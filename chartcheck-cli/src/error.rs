//! CLI-specific error types and exit code mapping

use chartcheck_core::error::HarnessError;
use chartcheck_engine::EngineError;

/// CLI-specific error type.
///
/// Each variant carries enough context for a user-friendly message.
/// The `exit_code()` method maps errors to process exit codes.
#[derive(Debug, thiserror::Error)]
pub enum CliError {
    /// Configuration loading or validation failure.
    #[error("configuration error: {0}")]
    Config(String),

    /// A subcommand-specific operation failed.
    #[error("{0}")]
    Command(String),

    /// The driver finished but recorded failed checks.
    #[error("driver recorded {0} failed check(s)")]
    DriverFailures(usize),

    /// JSON serialisation failed during output rendering.
    #[error("json output error: {0}")]
    JsonSerialize(#[from] serde_json::Error),

    /// IO error (stdout write, artifacts, etc.).
    #[error("io error: {0}")]
    Io(#[from] std::io::Error),

    /// Scenario failure.
    #[error(transparent)]
    Engine(#[from] EngineError),
}

impl CliError {
    /// Map the error to a process exit code.
    ///
    /// | Code | Meaning                           |
    /// |------|-----------------------------------|
    /// | 0    | Success                           |
    /// | 1    | Scenario or command failure       |
    /// | 2    | Configuration error               |
    /// | 4    | Driver recorded failed checks     |
    /// | 10   | IO error                          |
    pub fn exit_code(&self) -> i32 {
        match self {
            Self::Config(_) => 2,
            Self::DriverFailures(_) => 4,
            Self::Io(_) => 10,
            Self::JsonSerialize(_) | Self::Command(_) | Self::Engine(_) => 1,
        }
    }
}

impl From<HarnessError> for CliError {
    fn from(e: HarnessError) -> Self {
        match e {
            HarnessError::Config(e) => Self::Config(e.to_string()),
            HarnessError::Io(e) => Self::Io(e),
            other => Self::Command(other.to_string()),
        }
    }
}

····················

TASK STATEMENT: Throughout the data above, copy all lines where the word "Scenario" is found.

TASK ANSWER:
    /// Scenario failure.
    /// | 1    | Scenario or command failure       |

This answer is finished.